The sport of triathlon is deceptive. Given the name, you’d assume that it’s made up of just three piddly little sports, but let me tell you, there’s more to it than just swimming, biking and running. Lots more. By my count, about 10 total things, give or take a couple. Do you agree?
1, 2, 3: Swim, Bike, Run
I mean, let’s not discount the main events. After all, this is the stuff that the majority of your finish time will be based on!
This really isn’t even an exaggeration — when you get your race results, your times are broken into swim, T1 (first transition), bike, T2 and run. And sure, you’re not going to make up, like, 20 minutes with an efficient transition, but a bit of practice and planning can be the difference between a five-minute transition and a 90-second one. And I don’t know about you, but I’d rather make up that time there than by having to actually run faster.
You can get away with doing a 5k, a 10k or maybe even a half marathon without too much attention paid to what you’re eating and drinking before and during. Sure, you’ll perform better if you give yourself better fuel, but you can still finish. But with triathlon, even the elite athletes take close to an hour to finish the sprint distance, and as the distances double and quadruple and more, you start talking about a lot of time and energy, and that requires an actual nutrition plan beyond trying to grab some sports drink and maybe a gel at some point on the run course.
No, triathletes are picky about nutrition, partly because we want to stay strong all the way to the finish, and partly because, umm, there aren’t many porta potties along the bike and run courses. If we eat something weird and it doesn’t agree with us around Mile 15 on the bike, we are in a world of hurt. (As is anyone who’s downwind.)

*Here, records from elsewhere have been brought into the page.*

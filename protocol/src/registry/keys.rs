//! Key directory: signer identity -> (public key, role).
//!
//! Each trusted key is bound to exactly one role. The validator uses the
//! binding twice: to find the public key a signature must verify under, and
//! to check that whoever signed a mandate actually holds the role the
//! mandate claims as its issuer.

use std::collections::HashMap;

use crate::config::{ConfigError, TrustedKeyConfig};
use crate::crypto::keys::{SignerIdentity, SignerPublicKey};
use crate::registry::roles::Role;

/// One trusted signer.
#[derive(Debug, Clone, PartialEq, Eq)]
pub struct KeyEntry {
    pub public_key: SignerPublicKey,
    pub role: Role,
    pub label: String,
}

/// Read-mostly map of trusted signers. Built at startup, then shared behind
/// an `Arc`.
#[derive(Debug, Clone, Default)]
pub struct KeyDirectory {
    entries: HashMap<SignerIdentity, KeyEntry>,
}

impl KeyDirectory {
    pub fn new() -> Self {
        Self::default()
    }

    /// Build from configuration, rejecting malformed keys and keys bound to
    /// two different roles.
    pub fn from_config(trusted: &[TrustedKeyConfig]) -> Result<Self, ConfigError> {
        let mut dir = Self::new();
        for cfg in trusted {
            let public_key = SignerPublicKey::from_hex(&cfg.public_key).map_err(|e| {
                ConfigError::InvalidTrustedKey {
                    label: cfg.label.clone(),
                    reason: e.to_string(),
                }
            })?;
            if let Some(existing) = dir.entries.get(&public_key.identity()) {
                if existing.role != cfg.role {
                    return Err(ConfigError::InvalidTrustedKey {
                        label: cfg.label.clone(),
                        reason: format!("key already bound to role {}", existing.role),
                    });
                }
            }
            dir.register(public_key, cfg.role, cfg.label.clone());
        }
        tracing::debug!(keys = dir.len(), "key directory loaded");
        Ok(dir)
    }

    /// Register (or replace) a signer. Returns its identity.
    pub fn register(
        &mut self,
        public_key: SignerPublicKey,
        role: Role,
        label: impl Into<String>,
    ) -> SignerIdentity {
        let identity = public_key.identity();
        self.entries.insert(
            identity.clone(),
            KeyEntry {
                public_key,
                role,
                label: label.into(),
            },
        );
        identity
    }

    pub fn get(&self, identity: &SignerIdentity) -> Option<&KeyEntry> {
        self.entries.get(identity)
    }

    pub fn role_of(&self, identity: &SignerIdentity) -> Option<Role> {
        self.entries.get(identity).map(|e| e.role)
    }

    pub fn len(&self) -> usize {
        self.entries.len()
    }

    pub fn is_empty(&self) -> bool {
        self.entries.is_empty()
    }
}
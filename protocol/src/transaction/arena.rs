//! Mandate arena: every mandate a transaction ever accepted, in acceptance
//! order, plus an id index and the positions of the active chain.
//!
//! A superseded cart stays in the arena (its nonce stays consumed and the
//! audit log still references it); it just drops out of the active chain.
//! Links between mandates are ids and indices, never references.

use serde::{Deserialize, Serialize};
use std::collections::HashMap;

use crate::mandate::{MandateId, MandateKind, SignedMandate};

/// Serialized form. The index is derived state and is rebuilt on load.
#[derive(Debug, Clone, Serialize, Deserialize)]
struct ArenaParts {
    mandates: Vec<SignedMandate>,
    active: Vec<usize>,
}

#[derive(Debug, Clone, Default, Serialize, Deserialize)]
#[serde(from = "ArenaParts", into = "ArenaParts")]
pub struct MandateArena {
    mandates: Vec<SignedMandate>,
    index: HashMap<MandateId, usize>,
    active: Vec<usize>,
}

impl From<ArenaParts> for MandateArena {
    fn from(parts: ArenaParts) -> Self {
        let index = parts
            .mandates
            .iter()
            .enumerate()
            .map(|(i, m)| (m.mandate.id.clone(), i))
            .collect();
        // Drop active positions that point outside the arena; the audit
        // integrity check reports the inconsistency.
        let active = parts
            .active
            .into_iter()
            .filter(|i| *i < parts.mandates.len())
            .collect();
        Self {
            mandates: parts.mandates,
            index,
            active,
        }
    }
}

impl From<MandateArena> for ArenaParts {
    fn from(arena: MandateArena) -> Self {
        Self {
            mandates: arena.mandates,
            active: arena.active,
        }
    }
}

impl MandateArena {
    pub fn new() -> Self {
        Self::default()
    }

    /// Store a newly accepted mandate at the end of the active chain,
    /// replacing whatever previously sat at that chain position.
    pub fn accept(&mut self, signed: SignedMandate) -> usize {
        let position = signed.mandate.kind.index();
        let slot = self.mandates.len();
        self.index.insert(signed.mandate.id.clone(), slot);
        self.mandates.push(signed);
        self.active.truncate(position);
        self.active.push(slot);
        slot
    }

    pub fn get(&self, id: &MandateId) -> Option<&SignedMandate> {
        self.index.get(id).map(|&i| &self.mandates[i])
    }

    /// The active chain, root first.
    pub fn active_chain(&self) -> impl Iterator<Item = &SignedMandate> {
        self.active.iter().map(|&i| &self.mandates[i])
    }

    /// The active chain's mandate of `kind`, if present.
    pub fn active(&self, kind: MandateKind) -> Option<&SignedMandate> {
        self.active.get(kind.index()).map(|&i| &self.mandates[i])
    }

    /// Owned copy of the first `len` active mandates followed by
    /// `candidate`, ready to hand to the validator.
    pub fn chain_with(&self, len: usize, candidate: &SignedMandate) -> Vec<SignedMandate> {
        let mut chain: Vec<SignedMandate> = self.active_chain().take(len).cloned().collect();
        chain.push(candidate.clone());
        chain
    }

    pub fn active_len(&self) -> usize {
        self.active.len()
    }

    /// Every accepted mandate, including superseded ones.
    pub fn all(&self) -> &[SignedMandate] {
        &self.mandates
    }

    /// Mandates accepted earlier but no longer part of the active chain.
    pub fn superseded(&self) -> impl Iterator<Item = &SignedMandate> {
        self.mandates
            .iter()
            .enumerate()
            .filter(|(i, _)| !self.active.contains(i))
            .map(|(_, m)| m)
    }

    pub fn len(&self) -> usize {
        self.mandates.len()
    }

    pub fn is_empty(&self) -> bool {
        self.mandates.is_empty()
    }
}

#[cfg(test)]
mod tests {
    use super::*;
    use crate::testkit::Parties;

    #[test]
    fn superseded_cart_stays_in_arena() {
        let p = Parties::new();
        let intent = p.intent(10_000);
        let cart1 = p.cart(&intent.mandate.id, 8_000);
        let cart2 = p.cart(&intent.mandate.id, 7_000);

        let mut arena = MandateArena::new();
        arena.accept(intent.clone());
        arena.accept(cart1.clone());
        arena.accept(cart2.clone());

        assert_eq!(arena.len(), 3);
        assert_eq!(arena.active_len(), 2);
        assert_eq!(arena.active(MandateKind::Cart), Some(&cart2));
        assert_eq!(arena.superseded().collect::<Vec<_>>(), vec![&cart1]);
        assert_eq!(arena.get(&cart1.mandate.id), Some(&cart1));
    }

    #[test]
    fn chain_with_appends_candidate() {
        let p = Parties::new();
        let chain = p.happy_chain();
        let mut arena = MandateArena::new();
        arena.accept(chain[0].clone());
        arena.accept(chain[1].clone());
        let full = arena.chain_with(2, &chain[2]);
        assert_eq!(full, chain);
    }

    #[test]
    fn bincode_roundtrip_rebuilds_index() {
        let p = Parties::new();
        let mut arena = MandateArena::new();
        for m in p.happy_chain() {
            arena.accept(m);
        }
        let bytes = bincode::serialize(&arena).unwrap();
        let back: MandateArena = bincode::deserialize(&bytes).unwrap();
        assert_eq!(back.active_len(), 3);
        let payment = back.active(MandateKind::Payment).unwrap();
        assert_eq!(back.get(&payment.mandate.id), Some(payment));
    }
}
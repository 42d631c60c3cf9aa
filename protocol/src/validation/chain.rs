//! # Mandate Chain Validator
//!
//! Turns an ordered chain of signed mandates into a single verdict.
//!
//! ## Steps
//!
//! Each step runs over the whole chain, in chain order, before the next
//! step starts. The first failure wins.
//!
//! 1. **Structural** (`BrokenLink`, `InvalidMandate`): non-empty, at most
//!    Intent -> Cart -> Payment, root has no parent, each parent is the
//!    predecessor, ids unique, every mandate well-formed on its own.
//! 2. **Signature** (`InvalidSignature`).
//! 3. **Authority** (`UnauthorizedIssuer`): the issuer role may issue the
//!    kind, and the signer's key is registered to that same role.
//! 4. **Temporal** (`Expired`, `TemporalViolation`).
//! 5. **Scope** (`ScopeViolation`): every mandate narrows its parent.
//! 6. **Replay** (`ReplayDetected`): each new (issuer role, nonce) pair is
//!    unseen. This is the only step with a side effect, and it runs last so
//!    a chain rejected for any other reason consumes no nonces.
//!
//! The cheap structural checks go first; signature verification is the
//! expensive part and only runs on chains that are at least shaped right.

use chrono::{DateTime, Duration, Utc};
use serde::{Deserialize, Serialize};
use std::collections::HashSet;
use std::fmt;
use std::sync::Arc;

use super::clock::Clock;
use super::replay::{ReplayGuard, ReplayKey};
use crate::mandate::{
    check_well_formed, CartScope, IntentScope, MandateId, MandateKind, PaymentScope,
    SignedMandate,
};
use crate::registry::{KeyDirectory, RoleRegistry};
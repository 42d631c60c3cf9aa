//! # Chain Validation
//!
//! The [`MandateChainValidator`] and the two pieces of context it needs
//! besides the registry: a [`Clock`] and the shared [`ReplayGuard`].
//!
//! The validator is synchronous and side-effect-free apart from the replay
//! set. It never blocks on I/O, so it can run inside a transaction actor
//! without stalling the runtime.

pub mod chain;
pub mod clock;
pub mod replay;

pub use chain::{MandateChainValidator, RejectReason, ValidationResult};
pub use clock::{Clock, ManualClock, SystemClock};
pub use replay::{ReplayGuard, ReplayKey};
//! Mandate construction via the builder pattern.
//!
//! [`MandateBuilder`] collects caller-supplied fields, fills in the ones
//! that are safe to default (id, nonce, issue time, schema version) and
//! refuses to produce a [`Mandate`] that is not well-formed. The same
//! well-formedness check, [`check_well_formed`], runs again inside the
//! chain validator, because a mandate arriving off the wire never went
//! through our builder.
//!
//! The builder does not sign. That happens in [`super::envelope`], which
//! keeps construction testable without key material.

use chrono::{DateTime, Duration, Utc};
use rand::RngCore;
use thiserror::Error;

use super::payment_request::{Amount, Currency};
use super::types::{
    CartScope, IntentScope, Mandate, MandateId, MandateKind, PaymentScope, Scope,
};
use crate::config::{MANDATE_SCHEMA_VERSION, MAX_CART_ITEMS, MIN_NONCE_CHARS, NONCE_LENGTH};
use crate::registry::roles::Role;

/// Why a mandate is not well-formed. Every variant surfaces as the
/// `InvalidMandate` rejection kind.
#[derive(Debug, Clone, Error, PartialEq, Eq)]
pub enum MandateError {
    #[error("missing required field: {0}")]
    MissingField(&'static str),

    #[error("field must not be empty: {0}")]
    EmptyField(&'static str),

    #[error("mandate kind {kind} does not match {scope} scope")]
    KindScopeMismatch { kind: MandateKind, scope: MandateKind },

    #[error("expires_at ({expires_at}) must be after issued_at ({issued_at})")]
    InvalidTimeWindow {
        issued_at: DateTime<Utc>,
        expires_at: DateTime<Utc>,
    },

    #[error("root intent mandate must not reference a parent")]
    UnexpectedParent,

    #[error("unsupported mandate schema version {0}")]
    UnsupportedVersion(u16),

    #[error("nonce must be at least {MIN_NONCE_CHARS} visible ASCII characters")]
    InvalidNonce,

    #[error("cart has {0} items, limit is {MAX_CART_ITEMS}")]
    TooManyItems(usize),

    #[error("currency mismatch: expected {expected}, found {found}")]
    CurrencyMismatch { expected: Currency, found: Currency },

    #[error("cart total {declared} does not equal items plus shipping ({computed})")]
    TotalMismatch { declared: Amount, computed: Amount },

    #[error("amount overflow while summing cart")]
    AmountOverflow,

    #[error("shipping_type is set but the cart does not request shipping")]
    ShippingTypeWithoutShipping,
}

// ---------------------------------------------------------------------------
// MandateBuilder
// ---------------------------------------------------------------------------

/// Fluent builder for [`Mandate`].
///
/// # Usage
///
/// ```rust
/// use std::collections::BTreeSet;
/// use chrono::Duration;
/// use ap2_protocol::mandate::{Amount, Currency, IntentScope, MandateBuilder};
/// use ap2_protocol::registry::Role;
///
/// let intent = MandateBuilder::intent(IntentScope {
///     description: "headphones".into(),
///     merchant_categories: BTreeSet::from(["electronics".to_string()]),
///     merchants: None,
///     max_total: Amount::new(10_000, Currency::USD),
///     requires_refundability: false,
///     user_cart_confirmation_required: false,
///     payment_methods: None,
/// })
/// .issuer(Role::User)
/// .subject(Role::ShoppingAgent)
/// .ttl(Duration::hours(1))
/// .build()
/// .unwrap();
/// assert!(intent.parent_id.is_none());
/// ```
pub struct MandateBuilder {
    scope: Scope,
    id: Option<MandateId>,
    issuer_role: Option<Role>,
    subject_role: Option<Role>,
    parent_id: Option<MandateId>,
    issued_at: Option<DateTime<Utc>>,
    expires_at: Option<DateTime<Utc>>,
    ttl: Option<Duration>,
    nonce: Option<String>,
    version: u16,
}
//! # Registry
//!
//! The two read-only lookup structures every validation consults:
//!
//! - [`RoleRegistry`]: which role may issue / consume which mandate kind.
//! - [`KeyDirectory`]: which public key and role stand behind a signer
//!   identity.
//!
//! Both are built once at startup from [`ProtocolConfig`](crate::config::ProtocolConfig)
//! and never mutated afterwards.

pub mod keys;
pub mod roles;

pub use keys::{KeyDirectory, KeyEntry};
pub use roles::{RegistryError, Role, RoleRegistry};
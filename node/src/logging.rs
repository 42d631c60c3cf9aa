//! # Structured Logging
//!
//! Initializes the `tracing` subscriber with a selectable format (JSON or
//! pretty-printed) and environment-based filtering via `RUST_LOG`.
//!
//! All log output goes to stderr; stdout carries command output only
//! (verdicts, audit listings) so it can be piped into other tools.

use clap::ValueEnum;
use tracing_subscriber::{fmt, layer::SubscriberExt, util::SubscriberInitExt, EnvFilter};

/// Log output format.
#[derive(Debug, Clone, Copy, PartialEq, Eq, ValueEnum)]
pub enum LogFormat {
    /// Human-readable, colored output.
    Pretty,
    /// One JSON object per line, for log aggregation.
    Json,
}

/// Initialize the global tracing subscriber. Call once, early in `main()`.
///
/// `RUST_LOG` overrides `default_level` when set, e.g.
///
/// ```text
/// RUST_LOG=ap2_node=debug,ap2_protocol=debug
/// ```
pub fn init_logging(default_level: &str, format: LogFormat) {
    let env_filter =
        EnvFilter::try_from_default_env().unwrap_or_else(|_| EnvFilter::new(default_level));

    match format {
        LogFormat::Pretty => {
            tracing_subscriber::registry()
                .with(env_filter)
                .with(
                    fmt::layer()
                        .with_writer(std::io::stderr)
                        .with_target(true)
                        .with_file(true)
                        .with_line_number(true),
                )
                .init();
        }
        LogFormat::Json => {
            tracing_subscriber::registry()
                .with(env_filter)
                .with(fmt::layer().json().with_writer(std::io::stderr).with_target(true))
                .init();
        }
    }

    tracing::debug!(?format, "logging initialized");
}
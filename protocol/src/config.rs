//! # Protocol Configuration & Constants
//!
//! Every magic number in the mandate core lives here, next to the
//! [`ProtocolConfig`] that operators load once at startup.
//!
//! Constants are the parts of the protocol that two parties must agree on
//! byte-for-byte (algorithm identifiers, payload types, schema versions).
//! Changing any of them silently breaks every signature ever produced, so
//! they are not configurable. The knobs in [`ProtocolConfig`] only affect
//! local policy: clock tolerance, how long replay entries are kept, how many
//! rejected submissions a transaction tolerates, and which keys we trust.

use std::path::Path;
use std::time::Duration;

use serde::{Deserialize, Serialize};
use thiserror::Error;

use crate::mandate::types::MandateKind;
use crate::registry::roles::Role;

// ---------------------------------------------------------------------------
// Protocol Version
// ---------------------------------------------------------------------------

/// Human-readable protocol version reported by the operator binary.
pub const PROTOCOL_VERSION: &str = "0.1.0";

/// Mandate schema version. Embedded in every mandate and therefore covered
/// by its signature. Bump only with a new canonical layout.
pub const MANDATE_SCHEMA_VERSION: u16 = 1;

// ---------------------------------------------------------------------------
// Cryptographic Parameters
// ---------------------------------------------------------------------------

/// Algorithm identifier recorded in every signature envelope. Envelopes
/// carrying anything else fail verification.
pub const SIGNING_ALGORITHM: &str = "Ed25519";

/// Prefix of a signer identity. The remainder is the hex SHA-256 digest of
/// the signer's public key.
pub const SIGNER_IDENTITY_PREFIX: &str = "ed25519:";

/// DSSE payload type bound into the pre-authentication encoding, so a
/// mandate signature can never be replayed as a signature over some other
/// document type.
pub const MANDATE_PAYLOAD_TYPE: &str = "application/vnd.ap2.mandate+json";

/// Ed25519 secret key length in bytes.
pub const SIGNING_KEY_LENGTH: usize = 32;

/// Ed25519 public key length in bytes.
pub const VERIFYING_KEY_LENGTH: usize = 32;

/// Ed25519 signature length. Always 64 bytes.
pub const SIGNATURE_LENGTH: usize = 64;

/// Random bytes in a freshly generated nonce (hex-encoded on the wire).
/// 128 bits is enough that collisions between honest issuers never happen.
pub const NONCE_LENGTH: usize = 16;

/// Shortest nonce a mandate may carry, in characters.
pub const MIN_NONCE_CHARS: usize = 16;

// ---------------------------------------------------------------------------
// Policy Defaults
// ---------------------------------------------------------------------------

/// Clock skew tolerated when comparing `expires_at` against our clock.
/// Zero by default: an expired mandate is expired.
pub const DEFAULT_CLOCK_SKEW: Duration = Duration::from_secs(0);

/// Extra time a replay entry is kept after the mandate that used it expired.
pub const DEFAULT_REPLAY_RETENTION_GRACE: Duration = Duration::from_secs(300);

/// Rejected submissions a transaction tolerates before it moves to `Failed`.
pub const DEFAULT_MAX_REJECTIONS: u32 = 3;

/// Command queue depth for a single transaction actor.
pub const TRANSACTION_QUEUE_CAPACITY: usize = 32;

/// Maximum line items in a cart. Keeps canonicalization and scope checks
/// bounded.
pub const MAX_CART_ITEMS: usize = 512;

// ---------------------------------------------------------------------------
// Runtime Configuration
// ---------------------------------------------------------------------------

/// Errors raised while loading or validating a [`ProtocolConfig`].
#[derive(Debug, Error)]
pub enum ConfigError {
    #[error("failed to read config file {path}: {source}")]
    Io {
        path: String,
        #[source]
        source: std::io::Error,
    },

    #[error("failed to parse config: {0}")]
    Parse(#[from] serde_yaml::Error),

    #[error("invalid trusted key {label}: {reason}")]
    InvalidTrustedKey { label: String, reason: String },
}

/// An additional capability grant on top of the minimum role table.
#[derive(Debug, Clone, Copy, PartialEq, Eq, Serialize, Deserialize)]
pub struct RoleGrant {
    pub role: Role,
    pub kind: MandateKind,
}

/// Extra grants. Grants are additive: the minimum table can be extended but
/// never narrowed from configuration.
#[derive(Debug, Clone, Default, PartialEq, Eq, Serialize, Deserialize)]
#[serde(default)]
pub struct RoleGrants {
    pub issue: Vec<RoleGrant>,
    pub consume: Vec<RoleGrant>,
}

/// A signer key the local node trusts, bound to exactly one role.
#[derive(Debug, Clone, PartialEq, Eq, Serialize, Deserialize)]
pub struct TrustedKeyConfig {
    /// Free-form label for logs ("alice", "acme-merchant").
    pub label: String,
    pub role: Role,
    /// Hex-encoded 32-byte Ed25519 public key.
    pub public_key: String,
}

/// Local policy loaded once at startup (YAML).
///
/// Every field has a default, so an empty file is a valid configuration.
#[derive(Debug, Clone, PartialEq, Eq, Serialize, Deserialize)]
#[serde(default)]
pub struct ProtocolConfig {
    pub clock_skew_secs: u64,
    pub replay_retention_grace_secs: u64,
    pub max_rejections: u32,
    pub roles: RoleGrants,
    pub trusted_keys: Vec<TrustedKeyConfig>,
}

impl Default for ProtocolConfig {
    fn default() -> Self {
        Self {
            clock_skew_secs: DEFAULT_CLOCK_SKEW.as_secs(),
            replay_retention_grace_secs: DEFAULT_REPLAY_RETENTION_GRACE.as_secs(),
            max_rejections: DEFAULT_MAX_REJECTIONS,
            roles: RoleGrants::default(),
            trusted_keys: Vec::new(),
        }
    }
}

impl ProtocolConfig {
    /// Parse a configuration from YAML text.
    pub fn from_yaml_str(s: &str) -> Result<Self, ConfigError> {
        if s.trim().is_empty() {
            return Ok(Self::default());
        }
        Ok(serde_yaml::from_str(s)?)
    }

    /// Read and parse a configuration file.
    pub fn load(path: &Path) -> Result<Self, ConfigError> {
        let text = std::fs::read_to_string(path).map_err(|source| ConfigError::Io {
            path: path.display().to_string(),
            source,
        })?;
        Self::from_yaml_str(&text)
    }

    pub fn clock_skew(&self) -> chrono::Duration {
        chrono::Duration::seconds(self.clock_skew_secs as i64)
    }

    pub fn replay_retention_grace(&self) -> chrono::Duration {
        chrono::Duration::seconds(self.replay_retention_grace_secs as i64)
    }
}
//! # Canonical Serialization
//!
//! RFC 8785 (JCS) canonical JSON via `serde_jcs`: keys sorted
//! lexicographically, no insignificant whitespace, UTF-8, normalized
//! numbers. Two semantically equal mandates produce byte-identical output,
//! which is what makes a signature over those bytes meaningful.
//!
//! Amounts in this crate are integers, so number normalization never has
//! to round anything.

use serde::Serialize;
use thiserror::Error;

#[derive(Debug, Error)]
pub enum CanonicalError {
    #[error("failed to serialize canonical json: {0}")]
    Serialize(#[from] serde_json::Error),
}

/// Canonical JSON bytes of `value`.
///
/// # Example
///
/// ```
/// use ap2_protocol::crypto::canonical;
/// use serde_json::json;
///
/// let bytes = canonical::to_vec(&json!({"b": 2, "a": 1})).unwrap();
/// assert_eq!(bytes, br#"{"a":1,"b":2}"#);
/// ```
pub fn to_vec<T: Serialize + ?Sized>(value: &T) -> Result<Vec<u8>, CanonicalError> {
    Ok(serde_jcs::to_vec(value)?)
}

/// Canonical JSON as a string.
pub fn to_string<T: Serialize + ?Sized>(value: &T) -> Result<String, CanonicalError> {
    Ok(serde_jcs::to_string(value)?)
}
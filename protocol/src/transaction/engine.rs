//! # Transaction Engine
//!
//! Runs many transactions at once while keeping each one strictly serial.
//!
//! ## Design
//!
//! Every live transaction is owned by one tokio task (its actor) that
//! drains a bounded command queue and replies through a oneshot channel.
//! Two submissions for the same transaction are therefore applied one
//! after the other in arrival order; submissions for different
//! transactions run in parallel and meet only in the shared replay set.
//!
//! ```text
//! caller ──Command──▶ mpsc ──▶ actor(record) ──▶ validator
//!    ▲                              │
//!    └────────── oneshot ◀──────────┴──▶ LedgerStore (spawn_blocking)
//! ```
//!
//! Persistence is optional. With a [`LedgerStore`] attached, the actor writes
//! the record after every command that touched it and the replay entry of
//! every accepted mandate, off the async runtime.
//!
//! ## Retirement
//!
//! Once its record is terminal (or halted) and written, an actor removes
//! itself from the engine, answers whatever is still queued, and exits.
//! Reads of a retired transaction are served from the store; commands get
//! the same refusal the record itself would give. Without a store a retired
//! transaction is forgotten.
//!
//! ## Failed writes
//!
//! A command whose effect was applied in memory but could not be written
//! returns [`EngineError::Unpersisted`], which still carries the verdict and
//! the state reached. The actor keeps the record dirty and retries the write
//! (record plus any unwritten nonces) on every later command, timeout check
//! and at shutdown. A dirty record is never retired.

use chrono::{DateTime, Utc};
use dashmap::DashMap;
use std::sync::Arc;
use thiserror::Error;
use tokio::sync::{mpsc, oneshot};
use tokio::task::JoinHandle;

use super::record::{SettlementReport, TransactionError, TransactionId, TransactionRecord};
use super::state::TransactionState;
use crate::config::{DEFAULT_MAX_REJECTIONS, TRANSACTION_QUEUE_CAPACITY};
use crate::mandate::{MandateKind, SignedMandate};
use crate::registry::Role;
use crate::storage::{DbError, DbResult, LedgerStore};
use crate::validation::{MandateChainValidator, ReplayKey, ValidationResult};

#[derive(Debug, Error)]
pub enum EngineError {
    #[error("unknown transaction {0}")]
    UnknownTransaction(TransactionId),

    #[error("transaction {0} actor has stopped")]
    ActorGone(TransactionId),

    #[error(transparent)]
    Transaction(#[from] TransactionError),

    #[error("storage error: {0}")]
    Db(#[from] DbError),

    #[error("blocking task failed: {0}")]
    Join(String),

    /// Applied in memory, not yet written. `verdict` is set for submissions.
    #[error("transaction {id} reached {state} but was not persisted: {source}")]
    Unpersisted {
        id: TransactionId,
        state: TransactionState,
        verdict: Option<ValidationResult>,
        #[source]
        source: Box<EngineError>,
    },
}
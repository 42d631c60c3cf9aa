//! Transaction lifecycle states and the transition table.
//!
//! ```text
//! Created -> IntentAuthorized -> CartAuthorized -> PaymentAuthorized -> Settled
//!                                   ^        |
//!                                   +--------+  (cart supersession)
//!
//! any non-terminal --Timeout--> Expired
//! any non-terminal --Abort----> Failed
//! PaymentAuthorized --ConfirmSettlement--> Settled | Failed
//! ```
//!
//! Settled, Failed and Expired are terminal.

use serde::{Deserialize, Serialize};
use std::fmt;

#[derive(Debug, Clone, Copy, PartialEq, Eq, Hash, Serialize, Deserialize)]
pub enum TransactionState {
    Created,
    IntentAuthorized,
    CartAuthorized,
    PaymentAuthorized,
    Settled,
    Failed,
    Expired,
}

impl TransactionState {
    pub fn is_terminal(self) -> bool {
        matches!(self, Self::Settled | Self::Failed | Self::Expired)
    }

    pub fn as_str(self) -> &'static str {
        match self {
            Self::Created => "Created",
            Self::IntentAuthorized => "IntentAuthorized",
            Self::CartAuthorized => "CartAuthorized",
            Self::PaymentAuthorized => "PaymentAuthorized",
            Self::Settled => "Settled",
            Self::Failed => "Failed",
            Self::Expired => "Expired",
        }
    }
}

impl fmt::Display for TransactionState {
    fn fmt(&self, f: &mut fmt::Formatter<'_>) -> fmt::Result {
        f.pad(self.as_str())
    }
}

/// An event that may move a transaction between states.
#[derive(Debug, Clone, Copy, PartialEq, Eq, Hash, Serialize, Deserialize)]
pub enum Transition {
    SubmitIntent,
    SubmitCart,
    SubmitPayment,
    ConfirmSettlement,
    Timeout,
    Abort,
}

impl Transition {
    pub fn as_str(self) -> &'static str {
        match self {
            Self::SubmitIntent => "SubmitIntent",
            Self::SubmitCart => "SubmitCart",
            Self::SubmitPayment => "SubmitPayment",
            Self::ConfirmSettlement => "ConfirmSettlement",
            Self::Timeout => "Timeout",
            Self::Abort => "Abort",
        }
    }

    /// States this transition may be attempted from.
    pub fn permitted_from(self, from: TransactionState) -> bool {
        use TransactionState::*;
        match self {
            Self::SubmitIntent => from == Created,
            Self::SubmitCart => matches!(from, IntentAuthorized | CartAuthorized),
            Self::SubmitPayment => from == CartAuthorized,
            Self::ConfirmSettlement => from == PaymentAuthorized,
            Self::Timeout | Self::Abort => !from.is_terminal(),
        }
    }

    /// `true` when a *successful* application of this transition may move
    /// `from` to `to`. The audit integrity check replays the log against
    /// this table.
    pub fn is_valid_edge(self, from: TransactionState, to: TransactionState) -> bool {
        use TransactionState::*;
        if !self.permitted_from(from) {
            return false;
        }
        match self {
            Self::SubmitIntent => to == IntentAuthorized,
            Self::SubmitCart => to == CartAuthorized,
            Self::SubmitPayment => to == PaymentAuthorized,
            Self::ConfirmSettlement => matches!(to, Settled | Failed),
            Self::Timeout => to == Expired,
            Self::Abort => to == Failed,
        }
    }
}

impl fmt::Display for Transition {
    fn fmt(&self, f: &mut fmt::Formatter<'_>) -> fmt::Result {
        f.pad(self.as_str())
    }
}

6, 7, 8: Stretching, Foam Rolling, Massage
So, sure, this doesn’t necessarily take place during the race, but I’d be willing to state for the record that few endurance athletes compete without incorporating this into their training in a big way. All those repetitive movements can create incredible tightness, particularly through the shoulders and hips, and if you don’t work it out a bit as you train, eventually, it catches up to you.
Oh, and when I say “massage,” I am not talking about those sumptuous spa experiences where you might fall asleep in the middle because you’re so comfy and relaxed. I’m talking about sports massage. You know, the kind that makes you wish you’d brought a strap of leather to bite down on because OH MY GOD, it would be less painful to just rip my IT band out through my belly button than to manipulate it like that.
Triathletes love their ice. We take ice baths, cover painful areas with ice packs, and even use groovy ice compression thingies to make icing easier. I can say with certainty that there are at least four races I could not possibly have trained for and completed without dedicating an hour or two throughout the week to icing shit down. True story.
(And I still hate doing it, for the record. Ice baths never feel good … until 20 minutes after you’re done, anyway.)
Everyone recovers differently, but after serious training days or big races, we all do some sort of recovery. Some folks take naps, some are cupcake fiends. Drinking to celebrate and snuggling dogs, as my friend Patrick and I did after TriRock Clearwater, is one of my very favorite ways to recover, personally. Highly recommend it.
Honorable mention goes to the following: Putting on a wetsuit, taking a wetsuit off, and, of course, tracking every detail of every workout because isn’t that how all triathletes roll?